One Of Quentin Tarantino's Favorite Camera Tricks Came Straight From Sergio Leone

It's difficult to pinpoint which filmmaker most influenced the modern close-up shot, but if there's one individual to single out, there's a strong case for Sergio Leone. Granddaddy of the Spaghetti Western, Leone inspired directors far outside the genre with his incredibly dramatic extreme close-ups, often utilized in situations before revolvers fired a hail of bullets. The style is near and dear to Quentin Tarantino, who has repeatedly paid homage to Leone throughout his own filmography.

Close-ups have been a part of movies since the early days of cinema, but Leone's take on the tradition added a new dimension of theatrics to this type of shot. His close-ups are hyper-focused on the subject's eyes, showing his characters squinting in the desert sun and sweating from the heat. Wide shots of sweeping landscape vistas often juxtaposed these cinematic portraits, creating an epic feel that help his Spaghetti Westerns eclipse their low-budget background to become part of classic cinema. 

Perhaps no scene better represents Leone's style than the grand finale of "The Good, the Bad, and the Ugly," in which the three main characters in the film stand off against each other in a circle. In a shot that Tarantino cites is his favorite, the camera surveys the entire scale of the arena before moving closer and closer to their faces with each cut.

Closing in on close-ups

Tarantino has an almost religious respect for Leone, stating that the Italian filmmaker's work showed him how an auterist director can control a film and inspired him to make movies. Every entry in Tarantino's filmography has a degree of Leone flavoring to it, from the Mexican stand-off at the end of "Reservoir Dogs" to the title of "Once Upon a Time... in Hollywood" (a reference to Leone's own "Once Upon a Time in the West"). Tarantino utilizes the Leone close-ups because of the way they enhance the suspense of action scenes, but also because they're an effective characterization technique. While Leone often strayed away from heavy dialogue (both at Clint Eastwood's request and because of the tricky multi-lingual aspect of the production), Tarantino ironically utilizes the same type of close-up to supplement his exposition-heavy sequences.

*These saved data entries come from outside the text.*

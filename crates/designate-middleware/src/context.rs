//! Middleware context types.
//!
//! The [`MiddlewareContext`] is the request's processing environment. It
//! carries the request id from the first stage on, and the
//! [`RequestContext`] once the context stage has attached it.

use designate_core::{RequestContext, RequestId};
use std::any::{Any, TypeId};
use std::collections::HashMap;
use std::time::Instant;

/// Per-request state that flows through the middleware pipeline.
///
/// The request context can only be attached by the context stage. After
/// that it is handed out by shared reference only.
///
/// # Example
///
/// ```
/// use designate_middleware::MiddlewareContext;
///
/// let ctx = MiddlewareContext::new();
/// assert!(ctx.request_id().as_str().starts_with("req-"));
/// assert!(ctx.request_context().is_none());
/// ```
#[derive(Debug)]
pub struct MiddlewareContext {
    request_id: RequestId,

    request_context: Option<RequestContext>,

    url: Option<String>,

    started_at: Instant,

    extensions: HashMap<TypeId, Box<dyn Any + Send + Sync>>,
}

impl MiddlewareContext {
    /// Creates a new middleware context with a fresh request id.
    #[must_use]
    pub fn new() -> Self {
        Self::with_request_id(RequestId::generate())
    }

    /// Creates a context with a specific request id.
    #[must_use]
    pub fn with_request_id(request_id: RequestId) -> Self {
        Self {
            request_id,
            request_context: None,
            url: None,
            started_at: Instant::now(),
            extensions: HashMap::new(),
        }
    }

    /// Returns the request id.
    #[must_use]
    pub fn request_id(&self) -> &RequestId {
        &self.request_id
    }

    /// Sets the request id. Only the request-id stage calls this.
    pub(crate) fn set_request_id(&mut self, request_id: RequestId) {
        self.request_id = request_id;
    }

    /// Returns the attached request context, if any.
    #[must_use]
    pub fn request_context(&self) -> Option<&RequestContext> {
        self.request_context.as_ref()
    }

    /// Stores the request context. Only the context stage calls this.
    pub(crate) fn attach_context(&mut self, context: RequestContext) {
        if self.request_context.is_some() {
            tracing::warn!(
                request_id = %self.request_id,
                "Request context attached more than once, replacing"
            );
        }
        self.request_context = Some(context);
    }

    /// Returns the request URL as last seen by the pipeline.
    ///
    /// Set by the fault wrapper and updated once the URI is normalized.
    #[must_use]
    pub fn url(&self) -> Option<&str> {
        self.url.as_deref()
    }

    pub(crate) fn set_url(&mut self, url: String) {
        self.url = Some(url);
    }

    /// Returns the elapsed time since the request started.
    #[must_use]
    pub fn elapsed(&self) -> std::time::Duration {
        self.started_at.elapsed()
    }

    /// Stores a typed extension value.
    pub fn set_extension<T: Send + Sync + 'static>(&mut self, value: T) {
        self.extensions.insert(TypeId::of::<T>(), Box::new(value));
    }

    /// Retrieves a typed extension value.
    #[must_use]
    pub fn get_extension<T: Send + Sync + 'static>(&self) -> Option<&T> {
        self.extensions
            .get(&TypeId::of::<T>())
            .and_then(|v| v.downcast_ref())
    }

    /// Removes and returns a typed extension value.
    pub fn remove_extension<T: Send + Sync + 'static>(&mut self) -> Option<T> {
        self.extensions
            .remove(&TypeId::of::<T>())
            .and_then(|v| v.downcast().ok())
            .map(|b| *b)
    }
}

impl Default for MiddlewareContext {
    fn default() -> Self {
        Self::new()
    }
}
//! Request context types.
//!
//! The [`RequestContext`] carries the caller's identity and tenancy scoping
//! for a single request. It is built once by the context stage of the
//! pipeline and read by every stage and handler after it.

use serde::{Deserialize, Serialize};
use std::collections::BTreeSet;
use uuid::Uuid;

/// An opaque identifier for a request.
///
/// Generated identifiers have the form `req-<uuid v7>`. Identifiers assigned
/// by an upstream proxy are adopted verbatim.
///
/// # Example
///
/// ```
/// use designate_core::RequestId;
///
/// let id = RequestId::generate();
/// assert!(id.as_str().starts_with("req-"));
/// ```
#[derive(Debug, Clone, PartialEq, Eq, Hash, Serialize, Deserialize)]
#[serde(transparent)]
pub struct RequestId(String);

impl RequestId {
    /// Generates a fresh, time-ordered request id.
    #[must_use]
    pub fn generate() -> Self {
        Self(format!("req-{}", Uuid::now_v7()))
    }

    /// Wraps an identifier assigned elsewhere.
    #[must_use]
    pub fn from_upstream(id: impl Into<String>) -> Self {
        Self(id.into())
    }

    /// Returns the identifier as a string slice.
    #[must_use]
    pub fn as_str(&self) -> &str {
        &self.0
    }
}

impl Default for RequestId {
    fn default() -> Self {
        Self::generate()
    }
}

impl std::fmt::Display for RequestId {
    fn fmt(&self, f: &mut std::fmt::Formatter<'_>) -> std::fmt::Result {
        f.write_str(&self.0)
    }
}

/// Per-request identity and scoping record.
///
/// Every field except `request_id` starts empty (or `false`) and is filled
/// in by a context strategy and the scoping rules. Once the context is
/// stored in the request environment it is only handed out by shared
/// reference.
///
/// # Example
///
/// ```
/// use designate_core::{RequestContext, RequestId};
///
/// let mut ctx = RequestContext::new(RequestId::generate());
/// ctx.set_tenant("project-a");
/// ctx.set_roles(["member", "reader"]);
///
/// assert_eq!(ctx.tenant(), Some("project-a"));
/// assert!(ctx.has_role("member"));
/// assert!(!ctx.all_tenants());
/// ```
#[derive(Debug, Clone, PartialEq, Serialize)]
pub struct RequestContext {
    request_id: RequestId,

    #[serde(skip_serializing)]
    auth_token: Option<String>,

    user: Option<String>,

    tenant: Option<String>,

    /// The caller's own tenant while a sudo tenant is in effect.
    #[serde(skip_serializing_if = "Option::is_none")]
    original_tenant: Option<String>,

    roles: BTreeSet<String>,

    #[serde(skip_serializing_if = "Option::is_none")]
    service_catalog: Option<serde_json::Value>,

    #[serde(skip_serializing_if = "Option::is_none")]
    sudo_tenant_id: Option<String>,

    all_tenants: bool,

    edit_managed_records: bool,
}

impl RequestContext {
    /// Creates an empty context for the given request.
    #[must_use]
    pub fn new(request_id: RequestId) -> Self {
        Self {
            request_id,
            auth_token: None,
            user: None,
            tenant: None,
            original_tenant: None,
            roles: BTreeSet::new(),
            service_catalog: None,
            sudo_tenant_id: None,
            all_tenants: false,
            edit_managed_records: false,
        }
    }

    /// Returns the request id.
    #[must_use]
    pub fn request_id(&self) -> &RequestId {
        &self.request_id
    }

    /// Returns the auth token asserted by the identity proxy.
    #[must_use]
    pub fn auth_token(&self) -> Option<&str> {
        self.auth_token.as_deref()
    }

    /// Sets the auth token.
    pub fn set_auth_token(&mut self, token: impl Into<String>) {
        self.auth_token = Some(token.into());
    }

    /// Returns the user id.
    #[must_use]
    pub fn user(&self) -> Option<&str> {
        self.user.as_deref()
    }

    /// Sets the user id.
    pub fn set_user(&mut self, user: impl Into<String>) {
        self.user = Some(user.into());
    }

    /// Returns the tenant the request is scoped to.
    ///
    /// While a sudo tenant is in effect this is the impersonated tenant.
    #[must_use]
    pub fn tenant(&self) -> Option<&str> {
        self.tenant.as_deref()
    }

    /// Sets the tenant.
    pub fn set_tenant(&mut self, tenant: impl Into<String>) {
        self.tenant = Some(tenant.into());
    }

    /// Returns the caller's own tenant when sudo is in effect.
    #[must_use]
    pub fn original_tenant(&self) -> Option<&str> {
        self.original_tenant.as_deref()
    }

    /// Returns the caller's roles.
    #[must_use]
    pub fn roles(&self) -> &BTreeSet<String> {
        &self.roles
    }

    /// Replaces the caller's roles.
    pub fn set_roles<I, S>(&mut self, roles: I)
    where
        I: IntoIterator<Item = S>,
        S: Into<String>,
    {
        self.roles = roles.into_iter().map(Into::into).collect();
    }

    /// Returns `true` if the caller holds `role`.
    #[must_use]
    pub fn has_role(&self, role: &str) -> bool {
        self.roles.contains(role)
    }

    /// Returns the service catalog, if one was asserted.
    #[must_use]
    pub fn service_catalog(&self) -> Option<&serde_json::Value> {
        self.service_catalog.as_ref()
    }

    /// Sets the service catalog.
    pub fn set_service_catalog(&mut self, catalog: serde_json::Value) {
        self.service_catalog = Some(catalog);
    }

    /// Returns the impersonated tenant, if any.
    #[must_use]
    pub fn sudo_tenant_id(&self) -> Option<&str> {
        self.sudo_tenant_id.as_deref()
    }

    /// Scopes the request to `tenant_id` instead of the caller's own tenant.
    ///
    /// The caller's tenant is kept in [`original_tenant`](Self::original_tenant).
    pub fn sudo(&mut self, tenant_id: impl Into<String>) {
        let tenant_id = tenant_id.into();
        tracing::info!(
            request_id = %self.request_id,
            original_tenant = ?self.tenant,
            sudo_tenant = %tenant_id,
            "Request scoped to sudo tenant"
        );
        self.original_tenant = self.tenant.take();
        self.tenant = Some(tenant_id.clone());
        self.sudo_tenant_id = Some(tenant_id);
    }

    /// Returns `true` if queries should span all tenants.
    #[must_use]
    pub fn all_tenants(&self) -> bool {
        self.all_tenants
    }

    /// Sets the all-tenants flag.
    pub fn set_all_tenants(&mut self, value: bool) {
        self.all_tenants = value;
    }

    /// Returns `true` if system-managed records may be edited.
    #[must_use]
    pub fn edit_managed_records(&self) -> bool {
        self.edit_managed_records
    }

    /// Sets the edit-managed-records flag.
    pub fn set_edit_managed_records(&mut self, value: bool) {
        self.edit_managed_records = value;
    }
}
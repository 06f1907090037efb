//! Tracing data types
//!
//! Per-attempt state for the tracing activity: the checkpoint set, the sample
//! counters, live statistics and the final result.

use crate::types::Point;
use serde::{Deserialize, Serialize};

/// A sampled point on the reference path
#[derive(Debug, Clone, Copy, PartialEq, Serialize, Deserialize)]
pub struct Checkpoint {
    /// Position in canvas space
    pub position: Point,
    pub visited: bool,
}

impl Checkpoint {
    pub fn new(position: Point) -> Self {
        Self {
            position,
            visited: false,
        }
    }
}

/// Ordered checkpoints for one attempt plus the path-to-canvas scale
#[derive(Debug, Clone, PartialEq, Serialize, Deserialize)]
pub struct CheckpointSet {
    checkpoints: Vec<Checkpoint>,
    scale: f64,
}

impl CheckpointSet {
    pub fn new(checkpoints: Vec<Checkpoint>, scale: f64) -> Self {
        Self { checkpoints, scale }
    }

    pub fn len(&self) -> usize {
        self.checkpoints.len()
    }

    pub fn is_empty(&self) -> bool {
        self.checkpoints.is_empty()
    }

    /// Canvas units per path unit
    pub fn scale(&self) -> f64 {
        self.scale
    }

    pub fn iter(&self) -> impl Iterator<Item = &Checkpoint> {
        self.checkpoints.iter()
    }

    pub(crate) fn iter_mut(&mut self) -> impl Iterator<Item = &mut Checkpoint> {
        self.checkpoints.iter_mut()
    }

    pub fn visited_count(&self) -> usize {
        self.checkpoints.iter().filter(|c| c.visited).count()
    }

    /// Visited fraction as a percentage in [0, 100]
    pub fn progress_pct(&self) -> f64 {
        if self.checkpoints.is_empty() {
            return 0.0;
        }
        self.visited_count() as f64 / self.checkpoints.len() as f64 * 100.0
    }

    /// Clear every visited flag for a fresh attempt
    pub fn reset(&mut self) {
        for checkpoint in &mut self.checkpoints {
            checkpoint.visited = false;
        }
    }
}

/// Sample counters for one attempt
#[derive(Debug, Clone, Copy, PartialEq, Eq, Default, Serialize, Deserialize)]
pub struct TraceAttemptState {
    pub total_samples: u64,
    pub valid_samples: u64,
    pub error_count: u64,
}

impl TraceAttemptState {
    pub fn record(&mut self, in_corridor: bool) {
        self.total_samples += 1;
        if in_corridor {
            self.valid_samples += 1;
        } else {
            self.error_count += 1;
        }
    }

    /// In-corridor fraction as a percentage; 0 before any sample
    pub fn precision_pct(&self) -> f64 {
        if self.total_samples == 0 {
            return 0.0;
        }
        self.valid_samples as f64 / self.total_samples as f64 * 100.0
    }

    pub fn reset(&mut self) {
        *self = Self::default();
    }
}

/// Rounded figures shown while the child is drawing
#[derive(Debug, Clone, Copy, PartialEq, Eq, Serialize, Deserialize)]
pub struct LiveStats {
    pub precision: u32,
    pub progress: u32,
    pub errors: u64,
}

impl Default for LiveStats {
    fn default() -> Self {
        Self {
            precision: 100,
            progress: 0,
            errors: 0,
        }
    }
}

/// Final figures for a scoreable attempt
#[derive(Debug, Clone, Copy, PartialEq, Eq, Serialize, Deserialize)]
pub struct TraceResult {
    pub score: u32,
    pub precision: u32,
    pub progress: u32,
    pub errors: u64,
}

/// What the end of a gesture means for the attempt
#[derive(Debug, Clone, Copy, PartialEq, Serialize, Deserialize)]
#[serde(tag = "status", rename_all = "snake_case")]
pub enum TraceOutcome {
    /// Too little of the path was covered; no result, retry without penalty
    Aborted { progress: f64 },
    /// Scoreable but not complete; the caller offers a retry
    NeedsRetry { result: TraceResult },
    /// Complete; the caller advances to the next level
    Completed { result: TraceResult },
}

impl TraceOutcome {
    pub fn result(&self) -> Option<&TraceResult> {
        match self {
            TraceOutcome::Aborted { .. } => None,
            TraceOutcome::NeedsRetry { result } | TraceOutcome::Completed { result } => {
                Some(result)
            }
        }
    }

    pub fn is_complete(&self) -> bool {
        matches!(self, TraceOutcome::Completed { .. })
    }
}
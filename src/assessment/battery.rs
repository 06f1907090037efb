//! Assessment battery
//!
//! Runs the eight tasks strictly in order. A task's score is finalized and
//! appended before the next task accepts its first trial; no task can be
//! skipped.

use crate::assessment::memory::MemorySpanTask;
use crate::assessment::policy;
use crate::assessment::tasks::{TaskEngine, TaskScorer, TrialEffect};
use crate::assessment::types::{AssessmentSummary, AssessmentTrial, TaskId, TaskScore, TaskScores};
use crate::config::AssessmentConfig;
use crate::error::EngineError;
use chrono::{DateTime, Utc};
use fastrand::Rng;
use tracing::{debug, info};

/// What a submitted trial did to the battery
#[derive(Debug, Clone, PartialEq)]
pub enum BatteryProgress {
    /// Counted by the current task
    Recorded { task: TaskId, trials: usize },
    /// Not counted by the current task
    Ignored { task: TaskId },
    /// The current task finished; `next` is now running
    TaskFinished {
        task: TaskId,
        score: TaskScore,
        next: TaskId,
    },
    /// The last task finished
    Complete(AssessmentSummary),
}

#[derive(Debug, Clone)]
pub struct AssessmentBattery {
    config: AssessmentConfig,
    rng: Rng,
    current: Option<TaskEngine>,
    scores: Vec<TaskScore>,
}

impl AssessmentBattery {
    pub fn new(config: AssessmentConfig, mut rng: Rng) -> Self {
        let first = TaskEngine::for_task(
            TaskId::WordRecognition,
            &config,
            Rng::with_seed(rng.u64(..)),
        );
        Self {
            config,
            rng,
            current: Some(first),
            scores: Vec::with_capacity(TaskId::ALL.len()),
        }
    }

    /// The running task, or `None` once all eight are scored
    pub fn current_task(&self) -> Option<TaskId> {
        self.current.as_ref().map(|engine| engine.task())
    }

    /// Scores finalized so far, in task order
    pub fn scores(&self) -> &[TaskScore] {
        &self.scores
    }

    pub fn is_complete(&self) -> bool {
        self.current.is_none()
    }

    /// Start the running task (opens the first memory reveal window)
    pub fn begin_task(&mut self, now: DateTime<Utc>) {
        if let Some(engine) = self.current.as_mut() {
            engine.begin(now);
        }
    }

    /// The span task, while it is the running task
    pub fn memory(&self) -> Option<&MemorySpanTask> {
        self.current.as_ref().and_then(|engine| engine.as_memory())
    }

    /// Let the span task's reveal deadline elapse
    pub fn poll(&mut self, now: DateTime<Utc>) -> bool {
        self.current
            .as_mut()
            .and_then(|engine| engine.as_memory_mut())
            .map(|memory| memory.poll(now))
            .unwrap_or(false)
    }

    /// Feed one trial to the running task
    pub fn submit(&mut self, trial: &AssessmentTrial) -> Result<BatteryProgress, EngineError> {
        let engine = self.current.as_mut().ok_or(EngineError::AssessmentComplete)?;
        let effect = engine.ingest(trial);
        let now = trial.responded_at.unwrap_or_else(Utc::now);
        Ok(self.apply(effect, now))
    }

    /// Answer the span task live, checked against the sequence it showed
    pub fn submit_memory_response(
        &mut self,
        response: &str,
        now: DateTime<Utc>,
    ) -> Result<BatteryProgress, EngineError> {
        let engine = self.current.as_mut().ok_or(EngineError::AssessmentComplete)?;
        let memory = engine.as_memory_mut().ok_or(EngineError::InputNotReady)?;
        let effect = memory.submit_response(response, now)?;
        Ok(self.apply(effect, now))
    }

    /// Abandon the running task: pending reveals are cancelled and the task
    /// restarts from scratch. Finished tasks keep their scores.
    pub fn abandon(&mut self) {
        if let Some(task) = self.current_task() {
            if let Some(memory) = self.current.as_mut().and_then(|e| e.as_memory_mut()) {
                memory.abandon();
            }
            self.current = Some(self.engine_for(task));
            debug!(task = %task, "task abandoned");
        }
    }

    /// Summary of a completed battery
    pub fn summary(&self) -> Option<AssessmentSummary> {
        let scores: [TaskScore; 8] = self.scores.as_slice().try_into().ok()?;
        let (overall_average, tier) = policy::assign_tier(&scores);
        Some(AssessmentSummary {
            scores: TaskScores::from_array(scores),
            overall_average,
            tier,
        })
    }

    fn engine_for(&mut self, task: TaskId) -> TaskEngine {
        TaskEngine::for_task(task, &self.config, Rng::with_seed(self.rng.u64(..)))
    }

    fn apply(&mut self, effect: TrialEffect, now: DateTime<Utc>) -> BatteryProgress {
        let Some(task) = self.current_task() else {
            return BatteryProgress::Ignored {
                task: TaskId::Spelling,
            };
        };
        match effect {
            TrialEffect::Recorded => BatteryProgress::Recorded {
                task,
                trials: self
                    .current
                    .as_ref()
                    .map(|e| e.trials_recorded())
                    .unwrap_or_default(),
            },
            TrialEffect::Ignored => BatteryProgress::Ignored { task },
            TrialEffect::Finished(score) => {
                self.scores.push(score);
                match task.next() {
                    Some(next) => {
                        let mut engine = self.engine_for(next);
                        // The next task starts the moment the previous one ends
                        engine.begin(now);
                        self.current = Some(engine);
                        debug!(finished = %task, next = %next, "advancing assessment");
                        BatteryProgress::TaskFinished { task, score, next }
                    }
                    None => {
                        self.current = None;
                        match self.summary() {
                            Some(summary) => {
                                info!(
                                    average = summary.overall_average,
                                    tier = %summary.tier,
                                    "assessment complete"
                                );
                                BatteryProgress::Complete(summary)
                            }
                            None => BatteryProgress::Ignored { task },
                        }
                    }
                }
            }
        }
    }
}

#[cfg(test)]
mod tests {
    use super::*;
    use pretty_assertions::assert_eq;

    fn battery() -> AssessmentBattery {
        AssessmentBattery::new(AssessmentConfig::default(), Rng::with_seed(5))
    }

    fn run_fixed(battery: &mut AssessmentBattery, task: TaskId, correct: usize) -> BatteryProgress {
        let total = task.trial_count().unwrap_or_default();
        let mut last = None;
        for i in 0..total {
            let trial = AssessmentTrial::outcome(i < correct).with_elapsed_ms(500.0);
            last = Some(battery.submit(&trial).unwrap());
        }
        last.unwrap()
    }

    #[test]
    fn test_tasks_run_in_order() {
        let mut b = battery();
        assert_eq!(b.current_task(), Some(TaskId::WordRecognition));

        let progress = run_fixed(&mut b, TaskId::WordRecognition, 20);
        assert_eq!(
            progress,
            BatteryProgress::TaskFinished {
                task: TaskId::WordRecognition,
                score: TaskScore::new(100),
                next: TaskId::LetterAccuracy,
            }
        );
        assert_eq!(b.scores(), &[TaskScore::new(100)]);

        let progress = run_fixed(&mut b, TaskId::LetterAccuracy, 27);
        assert!(matches!(
            progress,
            BatteryProgress::TaskFinished { score, .. } if score.value() == 90
        ));
        assert_eq!(b.current_task(), Some(TaskId::PhonemeMatching));
    }

    #[test]
    fn test_full_battery_assigns_tier() {
        let mut b = battery();
        run_fixed(&mut b, TaskId::WordRecognition, 20); // 100
        run_fixed(&mut b, TaskId::LetterAccuracy, 15); // 50
        run_fixed(&mut b, TaskId::PhonemeMatching, 10); // 50
        run_fixed(&mut b, TaskId::WordSequencing, 15); // 100 - 0.05 -> 100
        run_fixed(&mut b, TaskId::ReadingComprehension, 2); // 40

        // Span task: started when task 5 finished; unstamped answers are
        // taken after the reveal. Reach span 4 then miss twice.
        assert_eq!(b.current_task(), Some(TaskId::WorkingMemory));
        assert!(b.memory().is_some());
        for _ in 0..3 {
            b.submit(&AssessmentTrial::outcome(true)).unwrap();
        }
        b.submit(&AssessmentTrial::outcome(false)).unwrap();
        let progress = b.submit(&AssessmentTrial::outcome(false)).unwrap();
        assert!(matches!(
            progress,
            BatteryProgress::TaskFinished { score, next: TaskId::VisualProcessing, .. }
                if score.value() == 40
        ));

        // Visual processing: wrong taps are not counted
        assert_eq!(
            b.submit(&AssessmentTrial::outcome(false)).unwrap(),
            BatteryProgress::Ignored {
                task: TaskId::VisualProcessing
            }
        );
        run_fixed(&mut b, TaskId::VisualProcessing, 25); // 500 ms -> 95
        let last = run_fixed(&mut b, TaskId::Spelling, 0); // 0

        // 100 + 50 + 50 + 100 + 40 + 40 + 95 + 0 = 475 -> 59.375 -> 59
        let summary = match last {
            BatteryProgress::Complete(summary) => summary,
            other => panic!("expected completion, got {other:?}"),
        };
        assert_eq!(summary.overall_average, 59);
        assert_eq!(summary.tier, crate::types::DifficultyTier::Moderate);
        assert_eq!(summary.scores.working_memory.value(), 40);
        assert_eq!(b.summary(), Some(summary));
        assert!(b.is_complete());

        assert!(matches!(
            b.submit(&AssessmentTrial::outcome(true)),
            Err(EngineError::AssessmentComplete)
        ));
    }

    #[test]
    fn test_abandon_restarts_current_task() {
        let mut b = battery();
        for _ in 0..5 {
            b.submit(&AssessmentTrial::outcome(true).with_elapsed_ms(600.0))
                .unwrap();
        }
        b.abandon();
        assert_eq!(b.current_task(), Some(TaskId::WordRecognition));
        assert_eq!(
            b.submit(&AssessmentTrial::outcome(true).with_elapsed_ms(600.0))
                .unwrap(),
            BatteryProgress::Recorded {
                task: TaskId::WordRecognition,
                trials: 1
            }
        );
    }

    #[test]
    fn test_memory_response_requires_span_task() {
        let mut b = battery();
        assert!(matches!(
            b.submit_memory_response("12", Utc::now()),
            Err(EngineError::InputNotReady)
        ));
        assert!(!b.poll(Utc::now()));
    }

    #[test]
    fn test_live_memory_round_through_battery() {
        let mut b = battery();
        for task in [
            TaskId::WordRecognition,
            TaskId::LetterAccuracy,
            TaskId::PhonemeMatching,
            TaskId::WordSequencing,
        ] {
            run_fixed(&mut b, task, 0);
        }
        let finished_at = Utc::now();
        let count = TaskId::ReadingComprehension.trial_count().unwrap_or_default();
        for _ in 0..count {
            b.submit(&AssessmentTrial::outcome(true).responded_at(finished_at))
                .unwrap();
        }

        let memory = b.memory().unwrap();
        let sequence = memory.sequence().to_string();
        assert_eq!(sequence.len(), 2);

        assert!(matches!(
            b.submit_memory_response(&sequence, finished_at),
            Err(EngineError::InputNotReady)
        ));
        let later = finished_at + chrono::Duration::milliseconds(2000);
        assert!(b.poll(later));
        assert_eq!(
            b.submit_memory_response(&sequence, later).unwrap(),
            BatteryProgress::Recorded {
                task: TaskId::WorkingMemory,
                trials: 1
            }
        );
    }
}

In an American Cinematographer magazine profile, Tarantino specifically identifies them as:

"...tight close-ups in which the top of the frame ends on the actors' foreheads and the bottom of the frame ends on the bottom of their chins. It's a very strong choice to shoot them like that since we used actors who have cool-looking faces. This cuts together well, especially in certain dialogue scenes, because their faces hold the screen."

Close examples

The Leone close-up lends Tarantino's pictures an epic Western quality, no matter their actual genre. Perhaps the most traditional use of the technique occurs in the climactic sword duel of "Kill Bill: Vol. 1," which plays out like the ending of "The Good, the Bad, and the Ugly," substituting katanas for revolvers and a snowy night for the hot, sandy afternoon. The shot in which the top of O-Ren Ishii's skull falls off is, in fact, the exact aforementioned forehead-to-chin framing, this time used to macabre effect. The famous citation of the Book of Ezekiel in "Pulp Fiction" includes a Leone close-up of Jules' face before he fires his gun, another ode to the Spaghetti Western. "Inglorious Basterds" uses close-ups to ramp up suspense in both its opening scene and before the explosive climax, and "Django Unchained" itself is Tarantino's most overt Spaghetti Western, complete with Leone close-ups during the gunslinging.

Critics initially dismissed Sergio Leone and the Spaghetti Western as cheap and violent, but the genre and its most closely associated director have risen above their original reputations throughout the decades to influence Hollywood's most acclaimed artists. Quentin Tarantino is one of those who helped prove why Leone's style was much more than just exploitation.